Does Raúl have anything else to offer, other than Gross’ freedom? He has little, and it’s hardly elegant: basically, it’s a change in the repressive strategy. In short, he mistreats his compatriots with less cruelty. By stages, he has freed the 75 democrats imprisoned during the so-called “black spring” of 2003, deporting most of them to Spain, and it is possible that he will continue to gradually liberate the hundred or so political prisoners who remain in prison.

He no longer sentences the dissidents to long terms. He infiltrates their ranks to learn their movements, beats them, intimidates them and detains them for brief periods. When they gather or go out on the street, he launches against them mobs directed by the political police, in what are called “acts of repudiation.” Raúl has learned that to keep society scared and in his grasp, to prevent power from slipping through his hands, those coercive measures are enough. It is not necessary to jail his adversaries. Terrifying them is enough. Fidel was exaggeratedly punitive.

But that’s not all. It is also possible that Raúl will open his economic hand a little more at the Sixth Congress of the Communist Party that will be held in April. He knows that the huge majority of Cubans wish to be able to buy and sell their homes and that there’s no reason to keep the absurd rules that prevent that.

Nor is he unaware that the wish of Cubans to freely leave or enter Cuba transcends the ideological issue: communists, anticommunists and those who are indifferent agree that the government has no right to prohibit the free movement of people. To eliminate that exit and entry permit would be extraordinarily welcome by the entire population, and he would be acclaimed without the need to make any transcendental change. Sotto voce, Cubans usually point out that Raúl Castro has no moral standing to complain that the U.S. president doesn’t allow Americans to travel to the neighboring island when he himself keeps his own people hostage.

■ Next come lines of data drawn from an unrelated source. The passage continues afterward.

//! Cross-context propagation of auth events.
//!
//! Every context that mutates the shared session state announces it here.
//! The announcement is delivered twice, deliberately:
//!
//! 1. immediately, to this context's own listeners, tagged [`EventSource::Local`],
//!    so the mutating context updates without waiting for the shared-store
//!    notification (and without racing it);
//! 2. over the [`ChangeChannel`], wrapped in a [`SyncEnvelope`] carrying the
//!    origin context id. Receiving contexts drop envelopes from themselves
//!    and dispatch the rest re-tagged [`EventSource::CrossTab`].
//!
//! The origin filter is the load-bearing piece: without it a context would
//! re-process its own writes and feed the loop.

use std::sync::atomic::{AtomicU64, Ordering};
use std::sync::{Arc, Mutex, PoisonError};

use chrono::{DateTime, Utc};
use serde::{Deserialize, Serialize};
use uuid::Uuid;

use masthead_core::UserRecord;
use masthead_events::{ChangeChannel, Subscription};

/// Identity of one execution context (one tab, one window).
#[derive(Debug, Copy, Clone, PartialEq, Eq, Hash, Serialize, Deserialize)]
#[serde(transparent)]
pub struct ContextId(Uuid);

impl ContextId {
    pub fn new() -> Self {
        Self(Uuid::now_v7())
    }
}

impl Default for ContextId {
    fn default() -> Self {
        Self::new()
    }
}

impl core::fmt::Display for ContextId {
    fn fmt(&self, f: &mut core::fmt::Formatter<'_>) -> core::fmt::Result {
        core::fmt::Display::fmt(&self.0, f)
    }
}

/// Where an event came from, as seen by the consuming listener.
#[derive(Debug, Copy, Clone, PartialEq, Eq, Serialize, Deserialize)]
#[serde(rename_all = "snake_case")]
pub enum EventSource {
    /// This context performed the mutation itself.
    Local,
    /// Another context performed it; we observed the notification.
    CrossTab,
}

#[derive(Debug, Copy, Clone, PartialEq, Eq, Serialize, Deserialize)]
#[serde(rename_all = "snake_case")]
pub enum CrossContextEventKind {
    TokenUpdated,
    TokenRemoved,
    TokenExpired,
    UserUpdated,
}

/// One normalized auth event.
///
/// Payload fields are optional: a `TokenUpdated` usually carries the token,
/// expiry, and the confirmed profile so a receiving context can adopt the
/// session without a network round trip; consumers fall back to the shared
/// store for anything missing.
#[derive(Debug, Clone, PartialEq, Eq, Serialize, Deserialize)]
pub struct CrossContextEvent {
    pub kind: CrossContextEventKind,
    pub source: EventSource,
    pub timestamp: DateTime<Utc>,
    pub token: Option<String>,
    pub expiry: Option<DateTime<Utc>>,
    pub user: Option<UserRecord>,
}

impl CrossContextEvent {
    fn local(kind: CrossContextEventKind) -> Self {
        Self {
            kind,
            source: EventSource::Local,
            timestamp: Utc::now(),
            token: None,
            expiry: None,
            user: None,
        }
    }

    pub fn token_updated(
        token: &str,
        expiry: DateTime<Utc>,
        user: Option<UserRecord>,
    ) -> Self {
        Self {
            token: Some(token.to_string()),
            expiry: Some(expiry),
            user,
            ..Self::local(CrossContextEventKind::TokenUpdated)
        }
    }

    pub fn token_removed() -> Self {
        Self::local(CrossContextEventKind::TokenRemoved)
    }

    pub fn token_expired() -> Self {
        Self::local(CrossContextEventKind::TokenExpired)
    }

    pub fn user_updated(user: UserRecord) -> Self {
        Self {
            user: Some(user),
            ..Self::local(CrossContextEventKind::UserUpdated)
        }
    }

    fn retagged(mut self, source: EventSource) -> Self {
        self.source = source;
        self
    }
}

/// Envelope on the change channel: the event plus who wrote it.
#[derive(Debug, Clone, PartialEq, Eq, Serialize, Deserialize)]
pub struct SyncEnvelope {
    pub origin: ContextId,
    pub event: CrossContextEvent,
}

#[derive(Debug, Copy, Clone, PartialEq, Eq, Hash)]
pub struct ListenerId(u64);

type ListenerFn = Box<dyn Fn(&CrossContextEvent) + Send + Sync>;

/// One context's endpoint of the cross-context protocol.
///
/// Listener callbacks run synchronously on the announcing/pumping thread and
/// must not call back into `add_listener`/`remove_listener`/`pump`.
pub struct CrossContextSync {
    context_id: ContextId,
    channel: Arc<dyn ChangeChannel<SyncEnvelope>>,
    inbox: Mutex<Subscription<SyncEnvelope>>,
    listeners: Mutex<Vec<(ListenerId, ListenerFn)>>,
    next_listener_id: AtomicU64,
}

impl CrossContextSync {
    pub fn new(channel: Arc<dyn ChangeChannel<SyncEnvelope>>) -> Self {
        let inbox = Mutex::new(channel.subscribe());
        Self {
            context_id: ContextId::new(),
            channel,
            inbox,
            listeners: Mutex::new(Vec::new()),
            next_listener_id: AtomicU64::new(1),
        }
    }

    pub fn context_id(&self) -> ContextId {
        self.context_id
    }

    /// Register a listener for normalized events (both sources). Consumers
    /// must remove their listener on teardown to avoid leaking across
    /// remounts.
    pub fn add_listener(
        &self,
        listener: impl Fn(&CrossContextEvent) + Send + Sync + 'static,
    ) -> ListenerId {
        let id = ListenerId(self.next_listener_id.fetch_add(1, Ordering::Relaxed));
        self.lock_listeners().push((id, Box::new(listener)));
        id
    }

    pub fn remove_listener(&self, id: ListenerId) {
        self.lock_listeners().retain(|(lid, _)| *lid != id);
    }

    /// Announce a local mutation: local listeners first, then the channel.
    pub fn announce(&self, event: CrossContextEvent) {
        debug_assert_eq!(event.source, EventSource::Local);
        tracing::debug!(kind = ?event.kind, "announcing session event");
        self.notify(&event);

        let envelope = SyncEnvelope {
            origin: self.context_id,
            event,
        };
        if let Err(err) = self.channel.publish(envelope) {
            tracing::warn!("failed to broadcast session event: {err}");
        }
    }

    /// Drain pending envelopes from other contexts, dispatching each to the
    /// listeners re-tagged `CrossTab`. Returns the number dispatched.
    ///
    /// On the web target this runs from the storage-event handler; in tests
    /// and non-browser hosts it is driven explicitly.
    pub fn pump(&self) -> usize {
        let inbox = self
            .inbox
            .lock()
            .unwrap_or_else(PoisonError::into_inner);

        let mut dispatched = 0;
        while let Ok(envelope) = inbox.try_recv() {
            if envelope.origin == self.context_id {
                // Self-originated echo; already applied via announce().
                continue;
            }
            let event = envelope.event.retagged(EventSource::CrossTab);
            tracing::debug!(kind = ?event.kind, origin = %envelope.origin, "adopting cross-context event");
            self.notify(&event);
            dispatched += 1;
        }
        dispatched
    }

    fn notify(&self, event: &CrossContextEvent) {
        let listeners = self.lock_listeners();
        for (_, listener) in listeners.iter() {
            listener(event);
        }
    }

    fn lock_listeners(&self) -> std::sync::MutexGuard<'_, Vec<(ListenerId, ListenerFn)>> {
        self.listeners.lock().unwrap_or_else(PoisonError::into_inner)
    }
}
//! Memoized RBAC checks, scoped to the auth state machine that owns them.
//!
//! A stale permission cache is a security bug, not a cosmetic one: the memo
//! is owned by the state machine instance and cleared on every transition
//! that changes the user (local or cross-context), never attached to any
//! ambient global.

use std::collections::HashMap;

use masthead_auth::role_allows;
use masthead_core::{Role, UserRecord};

type PermissionKey = (Role, String);

pub struct PermissionEvaluator {
    user: Option<UserRecord>,
    memo: HashMap<PermissionKey, bool>,
}

impl PermissionEvaluator {
    pub fn new(user: Option<UserRecord>) -> Self {
        Self {
            user,
            memo: HashMap::new(),
        }
    }

    pub fn user(&self) -> Option<&UserRecord> {
        self.user.as_ref()
    }

    /// Replace the user this evaluator answers for. A change of identity or
    /// role drops the memo.
    pub fn set_user(&mut self, user: Option<UserRecord>) {
        let changed = match (&self.user, &user) {
            (Some(a), Some(b)) => a.id != b.id || a.role != b.role,
            (None, None) => false,
            _ => true,
        };
        if changed {
            self.memo.clear();
        }
        self.user = user;
    }

    /// May the current user perform `action` on `resource`?
    pub fn has_permission(&mut self, resource: &str, action: &str) -> bool {
        let Some(user) = &self.user else {
            return false;
        };
        let role = user.role;
        if role == Role::Admin {
            return true;
        }

        let key = (role, format!("{resource}:{action}"));
        if let Some(allowed) = self.memo.get(&key) {
            return *allowed;
        }
        let allowed = role_allows(role, resource, action);
        self.memo.insert(key, allowed);
        allowed
    }

    /// Exact role membership test.
    pub fn has_role(&self, roles: &[Role]) -> bool {
        self.user
            .as_ref()
            .is_some_and(|user| roles.contains(&user.role))
    }

    pub fn invalidate(&mut self) {
        self.memo.clear();
    }

    #[cfg(test)]
    pub(crate) fn memo_len(&self) -> usize {
        self.memo.len()
    }
}

#[cfg(test)]
mod tests {
    use super::*;

    fn user_with(role: Role) -> UserRecord {
        UserRecord::new("someone", role)
    }

    #[test]
    fn no_user_means_no_permissions() {
        let mut eval = PermissionEvaluator::new(None);
        assert!(!eval.has_permission("publications", "read"));
        assert!(!eval.has_role(&[Role::User]));
    }

    #[test]
    fn admin_bypasses_the_memo_entirely() {
        let mut eval = PermissionEvaluator::new(Some(user_with(Role::Admin)));
        assert!(eval.has_permission("users", "create"));
        assert_eq!(eval.memo_len(), 0);
    }

    #[test]
    fn results_are_memoized_per_role_resource_action() {
        let mut eval = PermissionEvaluator::new(Some(user_with(Role::User)));
        assert!(eval.has_permission("publications", "read"));
        assert!(!eval.has_permission("users", "create"));
        assert_eq!(eval.memo_len(), 2);
        // Second ask answers from the memo.
        assert!(eval.has_permission("publications", "read"));
        assert_eq!(eval.memo_len(), 2);
    }

    #[test]
    fn role_change_drops_the_memo_and_changes_answers() {
        let mut user = user_with(Role::User);
        let mut eval = PermissionEvaluator::new(Some(user.clone()));
        assert!(!eval.has_permission("publications", "delete"));
        assert!(eval.memo_len() > 0);

        user.role = Role::DepartmentAdmin;
        eval.set_user(Some(user));
        assert_eq!(eval.memo_len(), 0);
        // The very next call reflects the new role.
        assert!(eval.has_permission("publications", "delete"));
    }

    #[test]
    fn clearing_the_user_clears_the_memo() {
        let mut eval = PermissionEvaluator::new(Some(user_with(Role::User)));
        eval.has_permission("publications", "read");
        eval.set_user(None);
        assert_eq!(eval.memo_len(), 0);
        assert!(!eval.has_permission("publications", "read"));
    }

    #[test]
    fn has_role_is_exact_match() {
        let eval = PermissionEvaluator::new(Some(user_with(Role::DepartmentAdmin)));
        assert!(eval.has_role(&[Role::DepartmentAdmin]));
        assert!(eval.has_role(&[Role::Admin, Role::DepartmentAdmin]));
        assert!(!eval.has_role(&[Role::Admin]));
    }
}
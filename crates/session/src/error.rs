//! Client-side error model.

use thiserror::Error;

use masthead_auth::AuthErrorCode;

/// Failure of a session operation.
///
/// Cloneable on purpose: deduplicated requests fan one result out to every
/// waiting caller.
#[derive(Debug, Error, Clone, PartialEq, Eq)]
pub enum SessionError {
    /// The server answered with a structured auth error.
    #[error("{code}: {message}")]
    Api { code: AuthErrorCode, message: String },

    /// The request never reached the verification gate.
    #[error("network error: {0}")]
    Network(String),

    /// The caller-imposed deadline elapsed. Treated exactly like a network
    /// failure: the attempt is over, nothing lingers in flight.
    #[error("request timed out")]
    Timeout,

    /// No local session to operate on.
    #[error("no active session")]
    NoSession,
}

impl SessionError {
    pub fn api(code: AuthErrorCode, message: impl Into<String>) -> Self {
        Self::Api {
            code,
            message: message.into(),
        }
    }

    /// The taxonomy code driving recovery behavior.
    pub fn code(&self) -> AuthErrorCode {
        match self {
            SessionError::Api { code, .. } => *code,
            SessionError::Network(_) | SessionError::Timeout => AuthErrorCode::NetworkError,
            SessionError::NoSession => AuthErrorCode::TokenMissing,
        }
    }
}
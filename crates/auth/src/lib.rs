//! `masthead-auth` — pure authentication/authorization boundary.
//!
//! This crate is intentionally decoupled from HTTP and storage: claims,
//! token verification, the error taxonomy shared by client and server, and
//! the static role→permission tables. Transports (the API gate, the client
//! session core) build on top of it.

pub mod claims;
pub mod error;
pub mod permissions;
pub mod verifier;

pub use claims::{AccessClaims, TokenValidationError, validate_claims};
pub use error::{AuthErrorCode, AuthErrorKind, RecoveryPolicy};
pub use permissions::{role_allows, role_permissions};
pub use verifier::{Hs256TokenKeys, TokenError, TokenSigner, TokenVerifier};
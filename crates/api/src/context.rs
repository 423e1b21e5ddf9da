use masthead_auth::AccessClaims;
use masthead_core::UserRecord;

/// Authenticated request context, attached by the verification gate.
///
/// Presence of this extension means every gate check passed: the token
/// verified, the subject resolved, and the account is active.
#[derive(Debug, Clone)]
pub struct AuthContext {
    pub user: UserRecord,
    pub claims: AccessClaims,
}
//! Application wiring: state construction + router assembly.

use std::sync::Arc;

use axum::Router;

use masthead_auth::Hs256TokenKeys;
use masthead_core::{Role, UserRecord};

use crate::config::AppConfig;
use crate::directory::{CredentialSource, InMemoryUserDirectory, UserDirectory};
use crate::routes;

/// Shared request state. Everything is an `Arc`: cloning per request is
/// pointer-cheap, and the traits keep the account store swappable.
#[derive(Clone)]
pub struct AppState {
    pub keys: Arc<Hs256TokenKeys>,
    pub directory: Arc<dyn UserDirectory>,
    pub credentials: Arc<dyn CredentialSource>,
    pub config: Arc<AppConfig>,
}

impl AppState {
    /// Wire state over a single in-memory account store, seeding the
    /// bootstrap admin when one is configured.
    pub fn in_memory(config: AppConfig) -> Self {
        let directory = Arc::new(InMemoryUserDirectory::new());

        if let Some(admin) = &config.bootstrap_admin {
            tracing::info!(username = %admin.username, "seeding bootstrap admin account");
            directory.seed(
                UserRecord::new(admin.username.clone(), Role::Admin),
                &admin.password,
            );
        }

        Self {
            keys: Arc::new(Hs256TokenKeys::new(config.jwt_secret.as_bytes())),
            directory: directory.clone(),
            credentials: directory,
            config: Arc::new(config),
        }
    }
}

/// Build the full HTTP router (public entrypoint used by `main.rs` and the
/// black-box tests).
pub fn build_app(state: AppState) -> Router {
    routes::router(state)
}
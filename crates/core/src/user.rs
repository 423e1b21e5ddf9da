//! User identity model shared by client and server.

use core::str::FromStr;

use chrono::{DateTime, Utc};
use serde::{Deserialize, Serialize};

use crate::error::DomainError;
use crate::id::{DepartmentId, UserId};

/// RBAC role.
///
/// Roles are a closed enumeration: permissions derive from the role, not from
/// per-user grants, so adding a role is a code change by design.
#[derive(Debug, Copy, Clone, PartialEq, Eq, Hash, Serialize, Deserialize)]
#[serde(rename_all = "snake_case")]
pub enum Role {
    Admin,
    DepartmentAdmin,
    User,
}

impl Role {
    pub fn as_str(&self) -> &'static str {
        match self {
            Role::Admin => "admin",
            Role::DepartmentAdmin => "department_admin",
            Role::User => "user",
        }
    }
}

impl core::fmt::Display for Role {
    fn fmt(&self, f: &mut core::fmt::Formatter<'_>) -> core::fmt::Result {
        f.write_str(self.as_str())
    }
}

impl FromStr for Role {
    type Err = DomainError;

    fn from_str(s: &str) -> Result<Self, Self::Err> {
        match s {
            "admin" => Ok(Role::Admin),
            "department_admin" => Ok(Role::DepartmentAdmin),
            "user" => Ok(Role::User),
            other => Err(DomainError::validation(format!("unknown role '{other}'"))),
        }
    }
}

/// Cached/resolved user profile.
///
/// On the server this is the account record the verification gate resolves a
/// token subject to. On the client it is the profile cached alongside the
/// token so other contexts can adopt a session without a network round trip.
///
/// Accounts are never physically deleted out of a live session; logout only
/// clears the session's reference to the record.
#[derive(Debug, Clone, PartialEq, Eq, Serialize, Deserialize)]
pub struct UserRecord {
    pub id: UserId,
    pub username: String,
    pub role: Role,
    pub department_id: Option<DepartmentId>,
    pub is_active: bool,
    pub created_at: DateTime<Utc>,
    pub updated_at: DateTime<Utc>,
}

impl UserRecord {
    /// Convenience constructor for a fresh active account.
    pub fn new(username: impl Into<String>, role: Role) -> Self {
        let now = Utc::now();
        Self {
            id: UserId::new(),
            username: username.into(),
            role,
            department_id: None,
            is_active: true,
            created_at: now,
            updated_at: now,
        }
    }

    pub fn with_department(mut self, department_id: DepartmentId) -> Self {
        self.department_id = Some(department_id);
        self
    }
}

Will there be a substantial change in U.S. policy toward Cuba after Carter’s visit? I don’t believe so. The general perception in Washington, judging from the WikiLeaks, is that the Cuban regime is in a final phase of demoralization and erosion, and it makes no sense to do anything that halts or reverses that trend. Corruption is rampant, the children of many leaders are leaving the country discreetly and the state of mind that prevails among the mid-level cadres is that of an end-of-regime. Raúl is not unaware of this but has no way to prevent it, as long as he insists in maintaining a one-party collectivist regime that demands total obedience.

On to defeat always, general.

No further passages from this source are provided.